NEW YORK — It appears that Neiman Marcus will be well-suited with David Meister.

The designer, who is best known for day and evening dresses and, more recently, sportswear, is launching a collection of suits exclusive to the retailer.

At the end of June the Kellwood-owned company will ship its first delivery to 30 Neiman's doors, and the plan is to increase the distribution to 35 doors for spring 2006. Neiman's has the exclusive for one year.

"We have a very close working relationship with David, and we have a great belief in his talent," said Ann Stordahl, Neiman's executive vice president and general merchandise manager. "We have had terrific success with his dresses. He really understands fabric, print and construction. He launched a sportswear collection and really has perfected the art of constructing a jacket, so it's like a natural to ask him to do a suit."

Two years ago, Neiman's approached Meister with the idea for the suits. He designed about 20 styles, and the retailer picked 12 looks for the first three months of selling.
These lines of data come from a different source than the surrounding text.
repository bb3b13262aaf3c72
pub mod models;
pub mod store;
pub mod dbs;
pub mod repositories;
pub mod error;
pub mod builder;

pub use models::{Turn, Role};
pub use store::KvStore;
pub use dbs::memory::MemoryStore;
pub use dbs::cloudflare::{CloudflareKvConfig, CloudflareKvStore};
#[cfg(feature = "mongodb")]
pub use dbs::mongo::MongoKvStore;
pub use repositories::{HistoryRepository, retain_most_recent, MAX_STORED_TURNS, SESSION_KEY_PREFIX};
pub use error::PersistError;
pub use builder::StoreBackend;
pub mod history;

pub use history::{HistoryRepository, retain_most_recent, MAX_STORED_TURNS, SESSION_KEY_PREFIX};
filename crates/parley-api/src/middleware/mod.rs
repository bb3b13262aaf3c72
pub mod logging;
pub mod timeout;
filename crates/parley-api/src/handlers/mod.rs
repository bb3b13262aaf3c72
pub mod chat;
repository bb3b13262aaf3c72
use parley_persist::{Role, Turn};

use crate::mode::Mode;
use crate::templates::{CLOSING_INSTRUCTION, CONTEXT_FRAMING, CONTEXT_USAGE_NOTE, RULES};

/// Render a context window and mode into a single completion prompt
///
/// Earlier turns are narrated in the second person ("The user said",
/// "You answered"), never as `User:`/`Assistant:` labels. The last turn is
/// quoted as the message to answer; when it is not a user turn the quoted
/// text is empty.
pub fn build_prompt(window: &[Turn], mode: Mode) -> String {
    let (latest, previous) = match window.split_last() {
        Some((latest, previous)) => (Some(latest), previous),
        None => (None, window),
    };

    let latest_user = latest
        .filter(|turn| turn.is_user())
        .map(|turn| turn.content.as_str())
        .unwrap_or("");

    let mut prompt = String::new();
    prompt.push_str(mode.preamble());
    prompt.push('\n');
    prompt.push_str(RULES);
    prompt.push('\n');
    prompt.push_str(&render_context(previous));
    prompt.push_str("The user has now said: \"");
    prompt.push_str(latest_user);
    prompt.push_str("\"\n\n");
    prompt.push_str(CLOSING_INSTRUCTION);

    prompt
}

/// Context block for the turns before the latest one, empty when there are none
fn render_context(previous: &[Turn]) -> String {
    if previous.is_empty() {
        return String::new();
    }

    let mut block = String::new();
    block.push_str(CONTEXT_FRAMING);
    block.push('\n');
    for turn in previous {
        let lead = match turn.role {
            Role::User => "- The user said: ",
            Role::Assistant => "- You answered: ",
        };
        block.push_str(lead);
        block.push_str(&turn.content);
        block.push('\n');
    }
    block.push('\n');
    block.push_str(CONTEXT_USAGE_NOTE);
    block.push_str("\n\n");

    block
}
The suit collection features details such as handbeaded touches on pockets or lapels and printed silk linings. "The silk linings give the suits a softer structure," said Penny Aschkenasy, president of ENC, the Kellwood division that includes the Meister brand.

Key looks include a gray pinstripe suit with ribbon pocket details, a men's wear plaid suit with print silk lining and jeweled buttons and a mixed-fabric suit with sheer extended sleeves under the jacket to create a ruffle effect.

"The suits are really an extension of our day dresses, and target that same customer," said Aschkenasy. "They are disguised as modern and ladylike, but they are really sexy and whimsical. That's really the profile of the customer."

Stordahl added: "He is using embroideries, bows and novelty buttons on traditional fabrics like pinstripes and herringbones....It gives the career customer a very fresh alternative."

Wholesale prices range from $289 to $359. Both Stordahl and Aschkenasy declined to disclose sales projections, but an industry source said a line of this nature could have sales of $10 million in three years.